Excerpts from a dataset:
BEGIN

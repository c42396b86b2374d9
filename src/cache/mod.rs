//! On-disk model cache.
//!
//! Layout: `<root>/<family-slug>/<org--name>/` holding the artifact files at
//! their repository-relative paths, plus a `.complete.json` marker written
//! last. A directory without a marker is a partial download and is never used.
//! Installs go through a private staging directory and a single rename, so a
//! reader sees either nothing or a complete artifact.

mod download;
mod source;

pub use download::HttpSource;
pub use source::{hash_file, ArtifactSource, FetchError, FetchedFile, MirrorSource, RetryPolicy};

use serde::{Deserialize, Serialize};
use std::{
    fs, io,
    path::{Component, Path, PathBuf},
    sync::{
        atomic::{AtomicU64, Ordering},
        Arc,
    },
    time::{Duration, SystemTime, UNIX_EPOCH},
};
use tracing::{debug, info, warn};

use crate::config::EngineConfig;
use crate::error::{EngineError, Result};
use crate::metrics::MetricsRegistry;
use crate::registry::{ArtifactFile, ModelFamily, ModelSpec};

pub const MARKER_FILE: &str = ".complete.json";

#[derive(Debug, Clone, PartialEq, Eq, Serialize, Deserialize)]
struct CompletionMarker {
    code: String,
    repo: String,
    files: Vec<MarkerEntry>,
}

#[derive(Debug, Clone, PartialEq, Eq, Serialize, Deserialize)]
struct MarkerEntry {
    path: String,
    size: u64,
    sha256: String,
}

#[derive(Debug, Clone, Copy, PartialEq, Eq)]
enum CacheState {
    Missing,
    Partial,
    Complete,
}

/// A complete artifact found in the cache.
#[derive(Debug, Clone, PartialEq, Eq, Serialize)]
pub struct CachedModel {
    pub family: ModelFamily,
    pub code: String,
    pub path: PathBuf,
    pub size_bytes: u64,
}

pub struct ModelCache {
    root: PathBuf,
    source: Arc<dyn ArtifactSource>,
    retry: RetryPolicy,
    offline: bool,
    verify_checksums: bool,
    metrics: Option<Arc<MetricsRegistry>>,
}

impl ModelCache {
    pub fn new(root: impl Into<PathBuf>, source: Arc<dyn ArtifactSource>) -> Self {
        Self {
            root: root.into(),
            source,
            retry: RetryPolicy::default(),
            offline: false,
            verify_checksums: false,
            metrics: None,
        }
    }

    /// Cache with the source the configuration asks for: a local mirror when
    /// one is set, the HTTP store otherwise.
    pub fn from_config(config: &EngineConfig) -> Result<Self> {
        let source: Arc<dyn ArtifactSource> = match &config.mirror_dir {
            Some(dir) => Arc::new(MirrorSource::new(dir)),
            None => Arc::new(HttpSource::new(
                &config.hf_endpoint,
                config.hf_token.as_deref(),
                Duration::from_secs(config.download_timeout_secs),
            )?),
        };
        Ok(Self::new(&config.cache_dir, source)
            .with_retry(RetryPolicy::new(
                config.download_retries,
                config.download_backoff(),
            ))
            .offline(config.offline)
            .verify_checksums(config.verify_checksums))
    }

    pub fn with_retry(mut self, retry: RetryPolicy) -> Self {
        self.retry = retry;
        self
    }

    pub fn offline(mut self, offline: bool) -> Self {
        self.offline = offline;
        self
    }

    pub fn verify_checksums(mut self, verify: bool) -> Self {
        self.verify_checksums = verify;
        self
    }

    pub fn with_metrics(mut self, metrics: Arc<MetricsRegistry>) -> Self {
        self.metrics = Some(metrics);
        self
    }

    pub fn root(&self) -> &Path {
        &self.root
    }

    pub fn model_dir(&self, spec: &ModelSpec) -> PathBuf {
        self.root.join(spec.family.slug()).join(spec.cache_name())
    }

    /// Directory holding a complete artifact for `spec`, fetching it on a miss.
    pub fn ensure(&self, spec: &ModelSpec) -> Result<PathBuf> {
        let dir = self.model_dir(spec);
        match self.state(spec, &dir)? {
            CacheState::Complete => {
                debug!(code = spec.code, dir = %dir.display(), "Model cache hit");
                return Ok(dir);
            }
            CacheState::Partial => {
                warn!(
                    code = spec.code,
                    dir = %dir.display(),
                    "Found partial model download, refetching"
                );
            }
            CacheState::Missing => {}
        }

        if self.offline {
            return Err(EngineError::DownloadFailed {
                repo: spec.repo.to_string(),
                file: spec.model_file.to_string(),
                attempts: 0,
                reason: "offline mode is enabled and the model is not cached".to_string(),
            });
        }

        self.install(spec, &dir)?;
        Ok(dir)
    }

    /// Remove a cached artifact. Returns whether anything was removed.
    pub fn evict(&self, spec: &ModelSpec) -> Result<bool> {
        let dir = self.model_dir(spec);
        match fs::remove_dir_all(&dir) {
            Ok(()) => {
                info!(code = spec.code, dir = %dir.display(), "Evicted cached model");
                Ok(true)
            }
            Err(e) if e.kind() == io::ErrorKind::NotFound => Ok(false),
            Err(e) => Err(EngineError::corrupt(&dir, format!("failed to remove: {e}"))),
        }
    }

    /// Complete artifacts currently on disk, sorted by family then code.
    pub fn cached_models(&self) -> Vec<CachedModel> {
        let mut out = Vec::new();
        for family in ModelFamily::ALL {
            let family_dir = self.root.join(family.slug());
            let Ok(entries) = fs::read_dir(&family_dir) else {
                continue;
            };
            for entry in entries.flatten() {
                let path = entry.path();
                let hidden = entry.file_name().to_string_lossy().starts_with('.');
                if hidden || !path.is_dir() {
                    continue;
                }
                if let Ok(marker) = read_marker(&path) {
                    out.push(CachedModel {
                        family,
                        code: marker.code,
                        size_bytes: marker.files.iter().map(|f| f.size).sum(),
                        path,
                    });
                }
            }
        }
        out.sort_by(|a, b| {
            a.family
                .slug()
                .cmp(b.family.slug())
                .then_with(|| a.code.cmp(&b.code))
        });
        out
    }

    fn state(&self, spec: &ModelSpec, dir: &Path) -> Result<CacheState> {
        if !dir.is_dir() {
            return Ok(CacheState::Missing);
        }
        let marker_path = dir.join(MARKER_FILE);
        if !marker_path.is_file() {
            return Ok(CacheState::Partial);
        }
        let marker = read_marker(dir)?;
        self.validate(spec, dir, &marker)?;
        Ok(CacheState::Complete)
    }

    fn validate(&self, spec: &ModelSpec, dir: &Path, marker: &CompletionMarker) -> Result<()> {
        for required in spec.artifact_files().iter().filter(|f| f.required) {
            if !marker.files.iter().any(|e| e.path == required.path) {
                return Err(EngineError::corrupt(
                    dir,
                    format!("marker does not list required file {}", required.path),
                ));
            }
        }

        for entry in &marker.files {
            let path = safe_join_under(dir, Path::new(&entry.path))?;
            let meta = fs::metadata(&path)
                .map_err(|e| EngineError::corrupt(&path, format!("listed file unreadable: {e}")))?;
            if meta.len() != entry.size {
                return Err(EngineError::corrupt(
                    &path,
                    format!("size mismatch (expected {}, got {})", entry.size, meta.len()),
                ));
            }
            if self.verify_checksums {
                let got = hash_file(&path)
                    .map_err(|e| EngineError::corrupt(&path, format!("failed to hash: {e}")))?;
                if got.sha256 != entry.sha256 {
                    return Err(EngineError::corrupt(
                        &path,
                        format!("sha256 mismatch (expected {}, got {})", entry.sha256, got.sha256),
                    ));
                }
            }
        }
        Ok(())
    }

    fn install(&self, spec: &ModelSpec, dir: &Path) -> Result<()> {
        let family_dir = self.root.join(spec.family.slug());
        fs::create_dir_all(&family_dir).map_err(|e| download_io(spec, &family_dir, e))?;

        let stage = staging_dir(&family_dir, &spec.cache_name());
        fs::create_dir_all(&stage).map_err(|e| download_io(spec, &stage, e))?;

        info!(
            code = spec.code,
            repo = spec.repo,
            source = self.source.name(),
            "Fetching model artifacts"
        );

        let fetched = self.fetch_all(spec, &stage).and_then(|files| {
            let marker = CompletionMarker {
                code: spec.code.to_string(),
                repo: spec.repo.to_string(),
                files,
            };
            write_marker(&stage, &marker).map_err(|e| download_io(spec, &stage, e))
        });
        if let Err(e) = fetched {
            let _ = fs::remove_dir_all(&stage);
            return Err(e);
        }

        self.publish(spec, &stage, dir)
    }

    fn fetch_all(&self, spec: &ModelSpec, stage: &Path) -> Result<Vec<MarkerEntry>> {
        let mut entries = Vec::new();
        for file in spec.artifact_files() {
            let dest = safe_join_under(stage, Path::new(file.path))?;
            if let Some(parent) = dest.parent() {
                fs::create_dir_all(parent).map_err(|e| download_io(spec, parent, e))?;
            }
            if let Some(fetched) = self.fetch_with_retry(spec, file, &dest)? {
                entries.push(MarkerEntry {
                    path: file.path.to_string(),
                    size: fetched.size,
                    sha256: fetched.sha256,
                });
            }
        }
        Ok(entries)
    }

    fn fetch_with_retry(
        &self,
        spec: &ModelSpec,
        file: ArtifactFile,
        dest: &Path,
    ) -> Result<Option<FetchedFile>> {
        let mut attempt = 0u32;
        loop {
            attempt += 1;
            let failure = match self.source.fetch(spec.repo, file.path, dest) {
                Ok(fetched) => {
                    if let Some(m) = &self.metrics {
                        m.artifact_downloads_total.inc();
                    }
                    debug!(file = file.path, size = fetched.size, "Fetched artifact file");
                    return Ok(Some(fetched));
                }
                Err(FetchError::NotFound(_)) if !file.required => {
                    debug!(file = file.path, repo = spec.repo, "Optional artifact file absent");
                    let _ = fs::remove_file(dest);
                    return Ok(None);
                }
                Err(FetchError::Transient(reason)) if attempt < self.retry.max_attempts => {
                    let delay = self.retry.backoff(attempt);
                    warn!(
                        file = file.path,
                        attempt,
                        delay_ms = delay.as_millis() as u64,
                        reason = %reason,
                        "Artifact fetch failed, retrying"
                    );
                    if let Some(m) = &self.metrics {
                        m.artifact_download_retries_total.inc();
                    }
                    std::thread::sleep(delay);
                    continue;
                }
                Err(e) => e,
            };
            return Err(EngineError::DownloadFailed {
                repo: spec.repo.to_string(),
                file: file.path.to_string(),
                attempts: attempt,
                reason: failure.to_string(),
            });
        }
    }

    fn publish(&self, spec: &ModelSpec, stage: &Path, dir: &Path) -> Result<()> {
        let mut moved_aside = None;
        loop {
            match fs::rename(stage, dir) {
                Ok(()) => break,
                Err(e) => {
                    // The destination exists: either another process won or
                    // a stale partial download is in the way.
                    if matches!(self.state(spec, dir), Ok(CacheState::Complete)) {
                        debug!(
                            dir = %dir.display(),
                            "Model installed concurrently, discarding staged copy"
                        );
                        let _ = fs::remove_dir_all(stage);
                        discard_aside(moved_aside);
                        return Ok(());
                    }
                    if moved_aside.is_some() || !dir.exists() {
                        let _ = fs::remove_dir_all(stage);
                        discard_aside(moved_aside);
                        return Err(download_io(spec, dir, e));
                    }
                    let aside = sibling_dir(dir, "stale");
                    match fs::rename(dir, &aside) {
                        Ok(()) => moved_aside = Some(aside),
                        Err(e) if e.kind() == io::ErrorKind::NotFound => {}
                        Err(e) => {
                            let _ = fs::remove_dir_all(stage);
                            return Err(download_io(spec, dir, e));
                        }
                    }
                }
            }
        }
        discard_aside(moved_aside);
        info!(code = spec.code, dir = %dir.display(), "Model download complete");
        Ok(())
    }
}

fn discard_aside(aside: Option<PathBuf>) {
    if let Some(aside) = aside {
        let _ = fs::remove_dir_all(aside);
    }
}

fn read_marker(dir: &Path) -> Result<CompletionMarker> {
    let path = dir.join(MARKER_FILE);
    let text = fs::read_to_string(&path)
        .map_err(|e| EngineError::corrupt(&path, format!("unreadable marker: {e}")))?;
    serde_json::from_str(&text)
        .map_err(|e| EngineError::corrupt(&path, format!("invalid marker: {e}")))
}

fn write_marker(dir: &Path, marker: &CompletionMarker) -> io::Result<()> {
    let text = serde_json::to_string_pretty(marker).map_err(io::Error::other)?;
    fs::write(dir.join(MARKER_FILE), text)
}

fn download_io(spec: &ModelSpec, path: &Path, err: io::Error) -> EngineError {
    EngineError::DownloadFailed {
        repo: spec.repo.to_string(),
        file: spec.model_file.to_string(),
        attempts: 1,
        reason: format!("{}: {err}", path.display()),
    }
}

fn staging_dir(family_dir: &Path, name: &str) -> PathBuf {
    family_dir.join(format!(".staging-{name}-{}", unique_suffix()))
}

/// Hidden sibling of `dir` used to move a stale directory out of the way.
fn sibling_dir(dir: &Path, tag: &str) -> PathBuf {
    let name = dir
        .file_name()
        .map(|n| n.to_string_lossy().into_owned())
        .unwrap_or_default();
    dir.with_file_name(format!(".{tag}-{name}-{}", unique_suffix()))
}

fn unique_suffix() -> String {
    static COUNTER: AtomicU64 = AtomicU64::new(0);
    let nanos = SystemTime::now()
        .duration_since(UNIX_EPOCH)
        .map(|d| d.as_nanos())
        .unwrap_or_default();
    let n = COUNTER.fetch_add(1, Ordering::Relaxed);
    format!("{}-{nanos}-{n}", std::process::id())
}

fn safe_join_under(base: &Path, rel: &Path) -> Result<PathBuf> {
    let mut out = PathBuf::from(base);
    for c in rel.components() {
        match c {
            Component::Normal(p) => out.push(p),
            Component::CurDir => {}
            _ => {
                return Err(EngineError::corrupt(
                    base,
                    format!("refusing artifact path outside the model dir: {}", rel.display()),
                ))
            }
        }
    }
    Ok(out)
}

END

**What is being asked**
Search the entries for the string "Clone" and copy each line where it occurs.

**Output for this task**
#[derive(Debug, Clone, PartialEq, Eq, Serialize, Deserialize)]
#[derive(Debug, Clone, PartialEq, Eq, Serialize, Deserialize)]
#[derive(Debug, Clone, Copy, PartialEq, Eq)]
#[derive(Debug, Clone, PartialEq, Eq, Serialize)]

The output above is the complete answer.